Sales of security software -- applications that guard computers and servers against bad software and viruses -- were holding up well in the economic downturn, as a proliferation of dangerous applications tempered expectations for reductions in corporate spending, executives said.
The company forecast earnings, excluding special items, for the March quarter of 46 cents to 50 cents a share on revenue of $440 to $460 million. Analysts had been estimating a profit of 49 cents a share on revenue of $426 million.
McAfee's shares climbed almost 3 percent after hours.
"It was one of the better quarters we've seen," said Pacific Crest analyst Rob Owens. "They continue to take share in the marketplace."
McAfee said it will continue to cut costs and find efficiencies in the wake of last year's purchase of Secure Computing, the company's biggest-ever acquisition at $465 million.
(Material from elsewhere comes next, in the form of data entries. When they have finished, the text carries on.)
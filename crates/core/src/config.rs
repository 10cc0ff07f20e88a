use crate::error::ConfigError;
use std::fmt;

const ACCOUNT_SID: &str = "ACCOUNT_SID";
const AUTH_TOKEN: &str = "AUTH_TOKEN";
const FROM_NUMBER: &str = "FROM_NUMBER";

/// Twilio account credentials and sender number
///
/// Loaded once at startup and shared read-only afterwards.
#[derive(Clone, PartialEq, Eq)]
pub struct Credentials {
    pub account_sid: String,
    pub auth_token: String,
    pub from_number: String,
}

impl Credentials {
    /// Names of the required environment variables, in the order they are checked.
    pub const REQUIRED_VARS: [&'static str; 3] = [ACCOUNT_SID, AUTH_TOKEN, FROM_NUMBER];

    /// Load credentials from the process environment
    pub fn from_env() -> Result<Self, ConfigError> {
        Self::from_lookup(|name| std::env::var(name).ok())
    }

    /// Load credentials through an arbitrary lookup function
    ///
    /// A variable that is absent or blank counts as missing. The first missing
    /// variable is reported.
    pub fn from_lookup<F>(lookup: F) -> Result<Self, ConfigError>
    where
        F: Fn(&str) -> Option<String>,
    {
        let [account_sid, auth_token, from_number] = Self::REQUIRED_VARS.map(|name| {
            lookup(name)
                .map(|value| value.trim().to_string())
                .filter(|value| !value.is_empty())
                .ok_or(ConfigError::MissingVar(name))
        });

        Ok(Self {
            account_sid: account_sid?,
            auth_token: auth_token?,
            from_number: from_number?,
        })
    }
}

impl fmt::Debug for Credentials {
    fn fmt(&self, f: &mut fmt::Formatter<'_>) -> fmt::Result {
        f.debug_struct("Credentials")
            .field("account_sid", &self.account_sid)
            .field("auth_token", &"<redacted>")
            .field("from_number", &self.from_number)
            .finish()
    }
}
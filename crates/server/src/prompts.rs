//! MCP prompts: instruction templates for an upstream model.
//!
//! Prompts only render text. Sending is left to the `send-message` tool,
//! which the model is expected to call after writing the message.

use rmcp::model::{
    ErrorData as McpError, GetPromptResult, JsonObject, Prompt, PromptArgument, PromptMessage,
    PromptMessageRole,
};
use serde_json::Value;
use tracing::debug;

pub const SEND_GREETING: &str = "send-greeting";
pub const SEND_HAIKU: &str = "send-haiku";

const TO_DESCRIPTION: &str = "Recipient's phone number in E.164 format (e.g., +11234567890)";

/// Registry of available MCP prompts.
pub struct PromptRegistry;

impl PromptRegistry {
    /// List all available prompts.
    #[must_use]
    pub fn list() -> Vec<Prompt> {
        vec![
            Prompt::new(
                SEND_GREETING,
                Some("Write a personalized greeting and text it to someone"),
                Some(vec![
                    argument("to", TO_DESCRIPTION),
                    argument(
                        "occasion",
                        "The occasion for the greeting (e.g., birthday, holiday)",
                    ),
                ]),
            ),
            Prompt::new(
                SEND_HAIKU,
                Some("Write a haiku on a theme and text it to someone"),
                Some(vec![
                    argument("theme", "The theme of the haiku"),
                    argument("to", TO_DESCRIPTION),
                ]),
            ),
        ]
    }

    /// Render a prompt by name with the supplied arguments.
    pub fn get(name: &str, args: Option<&JsonObject>) -> Result<GetPromptResult, McpError> {
        debug!(name = %name, ?args, "Getting prompt");

        match name {
            SEND_GREETING => {
                let to = required(args, "to")?;
                let occasion = required(args, "occasion")?;
                Ok(user_prompt(
                    format!("Send a {occasion} greeting to {to}"),
                    greeting_text(&to, &occasion),
                ))
            }
            SEND_HAIKU => {
                let to = required(args, "to")?;
                let theme = required(args, "theme")?;
                Ok(user_prompt(
                    format!("Send a haiku about {theme} to {to}"),
                    haiku_text(&to, &theme),
                ))
            }
            _ => Err(McpError::invalid_params(
                format!("Unknown prompt: {name}"),
                None,
            )),
        }
    }
}

#[must_use]
pub fn greeting_text(to: &str, occasion: &str) -> String {
    format!(
        "Please write a warm, personalized greeting for {occasion} and send it as a text message to {to}. Make it engaging and friendly."
    )
}

#[must_use]
pub fn haiku_text(to: &str, theme: &str) -> String {
    format!(
        "Please write a haiku about {theme} and send it as a text message to {to}. Make it evocative and follow the 5-7-5 syllable pattern."
    )
}

fn argument(name: &str, description: &str) -> PromptArgument {
    PromptArgument {
        name: name.to_string(),
        description: Some(description.to_string()),
        required: Some(true),
    }
}

fn user_prompt(description: String, text: String) -> GetPromptResult {
    GetPromptResult {
        description: Some(description),
        messages: vec![PromptMessage::new_text(PromptMessageRole::User, text)],
    }
}

/// Fetch a string argument; numbers and booleans are accepted as text.
fn required(args: Option<&JsonObject>, key: &str) -> Result<String, McpError> {
    let value = args.and_then(|a| a.get(key)).and_then(|v| match v {
        Value::String(s) => Some(s.clone()),
        Value::Number(n) => Some(n.to_string()),
        Value::Bool(b) => Some(b.to_string()),
        _ => None,
    });

    value.ok_or_else(|| McpError::invalid_params(format!("{key} argument is required"), None))
}
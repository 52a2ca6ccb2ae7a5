// Copyright 2024 The rp-shell authors
//
// Licensed under the Apache License, Version 2.0 (the "License");
// you may not use this file except in compliance with the License.
// You may obtain a copy of the License at
//
//     http://www.apache.org/licenses/LICENSE-2.0
//
// Unless required by applicable law or agreed to in writing, software
// distributed under the License is distributed on an "AS IS" BASIS,
// WITHOUT WARRANTIES OR CONDITIONS OF ANY KIND, either express or implied.
// See the License for the specific language governing permissions and
// limitations under the License.

use std::process::ExitCode;

use anyhow::Context;
use camino::Utf8PathBuf;
use clap::Parser;
use figment::Figment;
use rp_config::{check_interchangeable, ConfigurationSection, EnvSecretStore, RootConfig};
use tracing::{info, info_span};

#[derive(Parser, Debug)]
pub(super) struct Options {
    /// Where to write the runtime configuration. Printed on stdout if absent
    #[arg(short, long)]
    output: Option<Utf8PathBuf>,

    /// Resolve everything, but do not write the runtime configuration
    #[arg(long)]
    dry_run: bool,
}

impl Options {
    pub async fn run(
        self,
        figment: &Figment,
        environment: Option<&str>,
    ) -> anyhow::Result<ExitCode> {
        let descriptor = super::resolve(figment, environment)?;
        let _span = info_span!(
            "cli.provision",
            environment = %descriptor.environment,
            dry_run = self.dry_run,
        )
        .entered();

        // Every environment must stay usable by the same shell
        let config = RootConfig::extract(figment)?;
        check_interchangeable(&config.resolve_all())
            .context("environments of the descriptor conflict")?;

        let store = EnvSecretStore::new();
        descriptor
            .provider
            .with_credentials(&store, |credentials| {
                let registration = descriptor.registration(credentials);
                info!(
                    provider.name = registration.provider_name,
                    provider.issuer = %registration.issuer,
                    domain_prefix = registration.domain_prefix,
                    scopes = %registration.authorize_scopes,
                    callback_urls = ?registration.callback_urls,
                    logout_urls = ?registration.logout_urls,
                    "Provider registration resolved"
                );
            })
            .context("could not resolve the provider credentials")?;

        let runtime_config = descriptor.runtime_config();
        let json = runtime_config.to_json_pretty()?;

        match (self.output, self.dry_run) {
            (_, true) => {
                info!(
                    hosted_domain = %runtime_config.auth.hosted_domain,
                    "Dry run, not writing the runtime configuration"
                );
            }
            (Some(path), false) => {
                std::fs::write(&path, json + "\n")
                    .with_context(|| format!("could not write {path}"))?;
                info!(%path, "Runtime configuration written");
            }
            (None, false) => println!("{json}"),
        }

        Ok(ExitCode::SUCCESS)
    }
}
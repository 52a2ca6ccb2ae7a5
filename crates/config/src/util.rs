// Copyright 2024 The rp-shell authors
//
// Licensed under the Apache License, Version 2.0 (the "License");
// you may not use this file except in compliance with the License.
// You may obtain a copy of the License at
//
//     http://www.apache.org/licenses/LICENSE-2.0
//
// Unless required by applicable law or agreed to in writing, software
// distributed under the License is distributed on an "AS IS" BASIS,
// WITHOUT WARRANTIES OR CONDITIONS OF ANY KIND, either express or implied.
// See the License for the specific language governing permissions and
// limitations under the License.

use std::path::Path;

use figment::{
    error::Error as FigmentError,
    providers::{Env, Format, Yaml},
    Figment,
};
use serde::de::DeserializeOwned;

/// Prefix of the environment variables overriding configuration values
pub const ENV_PREFIX: &str = "RP_";

/// Build the layered configuration sources: the given YAML files, merged in
/// order, then the `RP_`-prefixed environment variables, nested on `__`.
#[must_use]
pub fn layered_figment<P: AsRef<Path>>(files: &[P]) -> Figment {
    files
        .iter()
        .fold(Figment::new(), |figment, path| {
            figment.merge(Yaml::file(path.as_ref()))
        })
        .merge(Env::prefixed(ENV_PREFIX).split("__"))
}

/// Trait implemented by all configuration section to help loading specific
/// part of the config.
pub trait ConfigurationSection: Sized + DeserializeOwned {
    /// Specify where this section should live relative to the root.
    const PATH: Option<&'static str> = None;

    /// Validate the configuration section
    ///
    /// # Errors
    ///
    /// Returns an error if the configuration is invalid
    fn validate(&self, _figment: &Figment) -> Result<(), FigmentError> {
        Ok(())
    }

    /// Extract configuration from a Figment instance.
    ///
    /// # Errors
    ///
    /// Returns an error if the configuration could not be loaded
    fn extract(figment: &Figment) -> Result<Self, FigmentError> {
        let this: Self = if let Some(path) = Self::PATH {
            figment.extract_inner(path)?
        } else {
            figment.extract()?
        };

        this.validate(figment)?;
        Ok(this)
    }
}

/// Extension trait for [`ConfigurationSection`] to allow extracting the
/// configuration section from a [`Figment`] or return the default value if the
/// section is not present.
pub trait ConfigurationSectionExt: ConfigurationSection + Default {
    /// Extract the configuration section from the given [`Figment`], or return
    /// the default value if the section is not present.
    ///
    /// # Errors
    ///
    /// Returns an error if the configuration section is invalid.
    fn extract_or_default(figment: &Figment) -> Result<Self, FigmentError> {
        let this: Self = if let Some(path) = Self::PATH {
            if !figment.contains(path) {
                return Ok(Self::default());
            }

            figment.extract_inner(path)?
        } else {
            figment.extract()?
        };

        this.validate(figment)?;
        Ok(this)
    }
}

impl<T: ConfigurationSection + Default> ConfigurationSectionExt for T {}

/// Point a validation error at the given path of the configuration
pub(crate) fn annotate(
    figment: &Figment,
    mut error: FigmentError,
    path: &[&str],
) -> FigmentError {
    error.metadata = figment.find_metadata(&path.join(".")).cloned();
    error.profile = Some(figment::Profile::Default);
    error.path = path.iter().map(|segment| (*segment).to_owned()).collect();
    error
}
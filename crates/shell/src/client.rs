// Copyright 2024 The rp-shell authors
//
// Licensed under the Apache License, Version 2.0 (the "License");
// you may not use this file except in compliance with the License.
// You may obtain a copy of the License at
//
//     http://www.apache.org/licenses/LICENSE-2.0
//
// Unless required by applicable law or agreed to in writing, software
// distributed under the License is distributed on an "AS IS" BASIS,
// WITHOUT WARRANTIES OR CONDITIONS OF ANY KIND, either express or implied.
// See the License for the specific language governing permissions and
// limitations under the License.

use async_trait::async_trait;
use rp_data_model::{CorrelationToken, RuntimeConfig, UserAttributes, UserHandle};
use url::Url;

use crate::{error::ClientError, requests::authorization::AuthorizationValidationData};

/// A redirect-based login, ready to be handed to the auth client
#[derive(Debug, Clone)]
pub struct SignInRequest {
    /// Links this request to the callback completing it
    pub correlation: CorrelationToken,

    /// The external identity provider
    pub provider: String,

    /// Where the browser must be sent
    pub url: Url,

    /// What the auth client needs to validate the callback
    pub validation: AuthorizationValidationData,
}

/// A logout, ready to be handed to the auth client
#[derive(Debug, Clone)]
pub struct SignOutRequest {
    /// Links this request to the callback completing it
    pub correlation: CorrelationToken,

    /// Where the browser must be sent
    pub url: Url,

    /// Where the browser lands after the logout
    pub logout_uri: String,
}

/// How a redirect round trip ended
#[derive(Debug, Clone, PartialEq, Eq)]
pub enum CallbackOutcome {
    /// The user is signed in
    SignedIn(UserHandle),

    /// The session was terminated
    SignedOut,

    /// The round trip failed. The reason is only logged.
    Failed(String),
}

/// State-transition events emitted by the auth client
#[derive(Debug, Clone, PartialEq, Eq)]
pub enum AuthEvent {
    /// The browser came back from a redirect
    Callback {
        /// The token of the request this callback completes
        correlation: CorrelationToken,

        /// How it went
        outcome: CallbackOutcome,
    },

    /// A persisted session was found at startup
    SessionRestored {
        /// The user of that session
        user: UserHandle,
    },

    /// The session ended outside of the shell's control
    SessionExpired,
}

/// The external auth client. It owns the session, performs the redirects and
/// reports back through [`AuthEvent`]s.
#[async_trait]
pub trait AuthClient: Send + Sync {
    /// Configure the client from the runtime configuration.
    ///
    /// # Errors
    ///
    /// Returns an error if the client refuses the configuration
    async fn configure(&self, config: &RuntimeConfig) -> Result<(), ClientError>;

    /// Send the browser to the hosted UI to log in.
    ///
    /// # Errors
    ///
    /// Returns an error if the redirect could not be started. Protocol
    /// failures are reported later through a callback event.
    async fn sign_in_with_redirect(&self, request: SignInRequest) -> Result<(), ClientError>;

    /// Send the browser to the hosted UI to log out.
    ///
    /// # Errors
    ///
    /// Returns an error if the redirect could not be started
    async fn sign_out(&self, request: SignOutRequest) -> Result<(), ClientError>;

    /// Fetch the attributes of the authenticated user.
    ///
    /// # Errors
    ///
    /// Returns an error if the attributes could not be fetched
    async fn fetch_user_attributes(&self, user: &UserHandle)
        -> Result<UserAttributes, ClientError>;
}

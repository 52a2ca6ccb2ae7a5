// Copyright 2024 The rp-shell authors
//
// Licensed under the Apache License, Version 2.0 (the "License");
// you may not use this file except in compliance with the License.
// You may obtain a copy of the License at
//
//     http://www.apache.org/licenses/LICENSE-2.0
//
// Unless required by applicable law or agreed to in writing, software
// distributed under the License is distributed on an "AS IS" BASIS,
// WITHOUT WARRANTIES OR CONDITIONS OF ANY KIND, either express or implied.
// See the License for the specific language governing permissions and
// limitations under the License.

//! Time source of the session state machine.

use chrono::{DateTime, TimeZone, Utc};

/// Gives the time at which state transitions happen
pub trait Clock: Send + Sync {
    /// The current date and time
    fn now(&self) -> DateTime<Utc>;
}

/// Reads the system time
#[derive(Debug, Clone, Copy, Default)]
pub struct SystemClock;

impl Clock for SystemClock {
    fn now(&self) -> DateTime<Utc> {
        Utc::now()
    }
}

/// Always gives the same instant, so tests get stable timestamps and
/// identifiers.
#[derive(Debug, Clone, Copy, PartialEq, Eq)]
pub struct MockClock {
    instant: DateTime<Utc>,
}

impl MockClock {
    /// A clock stopped at the given instant
    #[must_use]
    pub fn new(instant: DateTime<Utc>) -> Self {
        Self { instant }
    }
}

impl Default for MockClock {
    fn default() -> Self {
        let instant = Utc
            .with_ymd_and_hms(2024, 3, 11, 9, 30, 0)
            .single()
            .unwrap_or_default();
        Self::new(instant)
    }
}

impl Clock for MockClock {
    fn now(&self) -> DateTime<Utc> {
        self.instant
    }
}
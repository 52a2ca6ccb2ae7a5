// Copyright 2024 The rp-shell authors
//
// Licensed under the Apache License, Version 2.0 (the "License");
// you may not use this file except in compliance with the License.
// You may obtain a copy of the License at
//
//     http://www.apache.org/licenses/LICENSE-2.0
//
// Unless required by applicable law or agreed to in writing, software
// distributed under the License is distributed on an "AS IS" BASIS,
// WITHOUT WARRANTIES OR CONDITIONS OF ANY KIND, either express or implied.
// See the License for the specific language governing permissions and
// limitations under the License.

//! The generated document handed to the shell at startup.
//!
//! It is produced by provisioning from a resolved descriptor and contains
//! endpoints and identifiers only, never credentials.

use serde::{Deserialize, Serialize};
use serde_with::skip_serializing_none;
use thiserror::Error;
use url::Url;

/// Version of the runtime configuration format
pub const RUNTIME_CONFIG_VERSION: &str = "1";

#[derive(Debug, Error)]
pub enum RuntimeConfigError {
    #[error("could not parse the runtime configuration")]
    Parse(#[from] serde_json::Error),

    #[error("unsupported runtime configuration version {0:?}")]
    UnsupportedVersion(String),

    #[error("invalid hosted domain {domain:?}")]
    InvalidHostedDomain {
        domain: String,
        #[source]
        source: url::ParseError,
    },
}

/// OAuth 2.0 response type requested at the hosted UI
#[derive(Debug, Clone, Copy, PartialEq, Eq, Default, Serialize, Deserialize)]
#[serde(rename_all = "lowercase")]
pub enum ResponseType {
    #[default]
    Code,
    Token,
}

impl ResponseType {
    #[must_use]
    pub fn as_str(self) -> &'static str {
        match self {
            Self::Code => "code",
            Self::Token => "token",
        }
    }
}

#[derive(Debug, Clone, PartialEq, Eq, Serialize, Deserialize)]
pub struct RuntimeConfig {
    pub version: String,
    pub auth: AuthRuntimeConfig,
}

#[skip_serializing_none]
#[derive(Debug, Clone, PartialEq, Eq, Serialize, Deserialize)]
pub struct AuthRuntimeConfig {
    /// The environment this document was generated for
    pub environment: String,

    /// Region of the managed identity platform
    pub region: String,

    /// Host name of the hosted login UI
    pub hosted_domain: String,

    /// Identifier of the app client registered at the user directory
    pub app_client_id: Option<String>,

    /// Names of the external identity providers
    pub identity_providers: Vec<String>,

    pub scopes: Vec<String>,

    /// Allowed post-login redirect targets, verbatim
    pub redirect_sign_in: Vec<String>,

    /// Allowed post-logout redirect targets, verbatim
    pub redirect_sign_out: Vec<String>,

    #[serde(default)]
    pub response_type: ResponseType,

    /// Local attributes mapped from the provider claims
    pub user_attributes: Vec<String>,

    #[serde(default)]
    pub login_with_email: bool,
}

impl RuntimeConfig {
    /// Parse a runtime configuration document
    ///
    /// # Errors
    ///
    /// Returns an error if the document is not valid JSON, has an unknown
    /// version or an invalid hosted domain
    pub fn from_json(document: &str) -> Result<Self, RuntimeConfigError> {
        let config: Self = serde_json::from_str(document)?;

        if config.version != RUNTIME_CONFIG_VERSION {
            return Err(RuntimeConfigError::UnsupportedVersion(config.version));
        }

        config.auth.hosted_ui_base()?;

        Ok(config)
    }

    /// Serialize the document as pretty-printed JSON
    ///
    /// # Errors
    ///
    /// Returns an error if serialization fails
    pub fn to_json_pretty(&self) -> Result<String, serde_json::Error> {
        serde_json::to_string_pretty(self)
    }
}

impl AuthRuntimeConfig {
    /// The base URL of the hosted login UI
    ///
    /// # Errors
    ///
    /// Returns an error if the hosted domain does not form a valid URL
    pub fn hosted_ui_base(&self) -> Result<Url, RuntimeConfigError> {
        Url::parse(&format!("https://{}/", self.hosted_domain)).map_err(|source| {
            RuntimeConfigError::InvalidHostedDomain {
                domain: self.hosted_domain.clone(),
                source,
            }
        })
    }

    /// Find the post-login redirect target matching the given origin exactly
    #[must_use]
    pub fn sign_in_redirect_for(&self, origin: &str) -> Option<&str> {
        self.redirect_sign_in
            .iter()
            .map(String::as_str)
            .find(|url| *url == origin)
    }

    /// Find the post-logout redirect target matching the given origin exactly
    #[must_use]
    pub fn sign_out_redirect_for(&self, origin: &str) -> Option<&str> {
        self.redirect_sign_out
            .iter()
            .map(String::as_str)
            .find(|url| *url == origin)
    }

    /// Whether the given attribute is mapped from the provider
    #[must_use]
    pub fn maps_attribute(&self, name: &str) -> bool {
        self.user_attributes.iter().any(|a| a == name)
    }
}
// Copyright 2024 The rp-shell authors
//
// Licensed under the Apache License, Version 2.0 (the "License");
// you may not use this file except in compliance with the License.
// You may obtain a copy of the License at
//
//     http://www.apache.org/licenses/LICENSE-2.0
//
// Unless required by applicable law or agreed to in writing, software
// distributed under the License is distributed on an "AS IS" BASIS,
// WITHOUT WARRANTIES OR CONDITIONS OF ANY KIND, either express or implied.
// See the License for the specific language governing permissions and
// limitations under the License.

//! Resolution of the secret references of the descriptor.
//!
//! Secret values are only ever acquired for the duration of a closure (see
//! [`ProviderConfig::with_credentials`]) and wiped from memory afterwards.

use std::{collections::BTreeMap, fmt};

use thiserror::Error;
use zeroize::Zeroizing;

use crate::{ProviderConfig, SecretRef};

/// Errors returned when resolving a secret reference
#[derive(Debug, Error, Clone, PartialEq, Eq)]
pub enum SecretError {
    /// The secret store does not know this secret
    #[error("secret {name:?} is not set")]
    Missing {
        /// Name of the secret
        name: String,
    },

    /// The secret is set but has no value
    #[error("secret {name:?} is empty")]
    Empty {
        /// Name of the secret
        name: String,
    },

    /// The secret value is not valid unicode
    #[error("secret {name:?} is not valid unicode")]
    NotUnicode {
        /// Name of the secret
        name: String,
    },
}

/// A store able to resolve secrets by name
pub trait SecretStore {
    /// Fetch the value of the named secret
    ///
    /// # Errors
    ///
    /// Returns an error if the secret is unknown or unusable
    fn fetch(&self, name: &str) -> Result<Zeroizing<String>, SecretError>;
}

/// Resolves secrets from the process environment
#[derive(Debug, Clone, Default)]
pub struct EnvSecretStore {
    prefix: Option<String>,
}

impl EnvSecretStore {
    /// Read secrets from variables named exactly like the secret
    #[must_use]
    pub fn new() -> Self {
        Self::default()
    }

    /// Read secrets from variables named like the secret, with a prefix
    #[must_use]
    pub fn with_prefix(prefix: impl Into<String>) -> Self {
        Self {
            prefix: Some(prefix.into()),
        }
    }
}

impl SecretStore for EnvSecretStore {
    fn fetch(&self, name: &str) -> Result<Zeroizing<String>, SecretError> {
        let variable = match &self.prefix {
            Some(prefix) => format!("{prefix}{name}"),
            None => name.to_owned(),
        };

        let value = std::env::var_os(&variable).ok_or_else(|| SecretError::Missing {
            name: name.to_owned(),
        })?;

        let value = Zeroizing::new(value.into_string().map_err(|_| SecretError::NotUnicode {
            name: name.to_owned(),
        })?);

        if value.is_empty() {
            return Err(SecretError::Empty {
                name: name.to_owned(),
            });
        }

        Ok(value)
    }
}

/// Holds secrets in memory, for tests and dry runs
#[derive(Default)]
pub struct StaticSecretStore {
    values: BTreeMap<String, Zeroizing<String>>,
}

impl StaticSecretStore {
    /// Create an empty store
    #[must_use]
    pub fn new() -> Self {
        Self::default()
    }

    /// Add a secret to the store
    #[must_use]
    pub fn with(mut self, name: impl Into<String>, value: impl Into<String>) -> Self {
        self.values
            .insert(name.into(), Zeroizing::new(value.into()));
        self
    }
}

impl fmt::Debug for StaticSecretStore {
    fn fmt(&self, f: &mut fmt::Formatter<'_>) -> fmt::Result {
        f.debug_struct("StaticSecretStore")
            .field("names", &self.values.keys().collect::<Vec<_>>())
            .finish_non_exhaustive()
    }
}

impl SecretStore for StaticSecretStore {
    fn fetch(&self, name: &str) -> Result<Zeroizing<String>, SecretError> {
        let value = self.values.get(name).ok_or_else(|| SecretError::Missing {
            name: name.to_owned(),
        })?;

        if value.is_empty() {
            return Err(SecretError::Empty {
                name: name.to_owned(),
            });
        }

        Ok(value.clone())
    }
}

/// Credentials of the relying party at the external provider.
///
/// Only handed out by reference for the duration of
/// [`ProviderConfig::with_credentials`].
pub struct ClientCredentials {
    client_id: Zeroizing<String>,
    client_secret: Zeroizing<String>,
}

impl ClientCredentials {
    /// The client ID at the provider
    #[must_use]
    pub fn client_id(&self) -> &str {
        &self.client_id
    }

    /// The client secret at the provider
    #[must_use]
    pub fn client_secret(&self) -> &str {
        &self.client_secret
    }
}

impl fmt::Debug for ClientCredentials {
    fn fmt(&self, f: &mut fmt::Formatter<'_>) -> fmt::Result {
        f.debug_struct("ClientCredentials")
            .field("client_id", &"[redacted]")
            .field("client_secret", &"[redacted]")
            .finish()
    }
}

fn fetch<S: SecretStore + ?Sized>(
    store: &S,
    reference: &SecretRef,
) -> Result<Zeroizing<String>, SecretError> {
    store.fetch(&reference.secret)
}

impl ProviderConfig {
    /// Resolve the credentials and run `f` with them.
    ///
    /// The resolved values are wiped when `f` returns.
    ///
    /// # Errors
    ///
    /// Returns an error if one of the secrets can't be resolved
    #[tracing::instrument(
        name = "secrets.resolve",
        skip_all,
        fields(
            provider.name = %self.name,
            client_id.secret = %self.client_id.secret,
            client_secret.secret = %self.client_secret.secret,
        ),
        err,
    )]
    pub fn with_credentials<S, F, T>(&self, store: &S, f: F) -> Result<T, SecretError>
    where
        S: SecretStore + ?Sized,
        F: FnOnce(&ClientCredentials) -> T,
    {
        let credentials = ClientCredentials {
            client_id: fetch(store, &self.client_id)?,
            client_secret: fetch(store, &self.client_secret)?,
        };

        tracing::debug!("Resolved provider credentials");

        Ok(f(&credentials))
    }
}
But it currently expects its net headcount to remain flat through 2009.
The No. 2 maker of security software said it has imposed a hiring freeze, instituted mandatory time-off, frozen salaries, and is consolidating facilities.
Chief Executive David DeWalt said McAfee was on the hunt for small- to mid-sized acquisitions.
"For seven consecutive quarters we've taken market share and I'm convinced we can continue to do so," DeWalt said on a conference call with analysts.
DeWalt told Reuters in an interview that even with the economy faltering and the company's customers cutting costs, the need for security software was pressing.
"Security has risen to the top of IT companies' priority list," he said, noting that the company saw more malware in the past year than it had in the previous 5 years combined.
McAfee said net profit in the fourth quarter ended December 31 rose to $45.4 million, or 29 cents a share, from $12.2 million, or 7 cents a share, in the same period last year.
Excluding certain items, the company posted a per-share profit of 53 cents, ahead of a 52 cent average analyst forecast, according to Reuters Estimates.
But revenue rose 19 percent to $424 million, below Wall Street's estimate of $435.6 million.
Shares of McAfee and those of chief rival Symantec Corp have held up relatively well in the downturn. McAfee's stock has fallen around 12 percent from a year ago, while Symantec's shares are off around 16 percent.
But competition looms. Microsoft Corp recently announced it is discontinuing sales of its subscription PC security service and will launch a free product that focuses on anti-virus protection.
"We don't see a whole lot of impact that Microsoft has," DeWalt said. "Over three years in trying to sell in the consumer security market... they frankly gave up on it a bit."
Shares of Santa Clara, California-based McAfee closed at $30.17 on the New York Stock Exchange and rose to $31.02 in extended trading.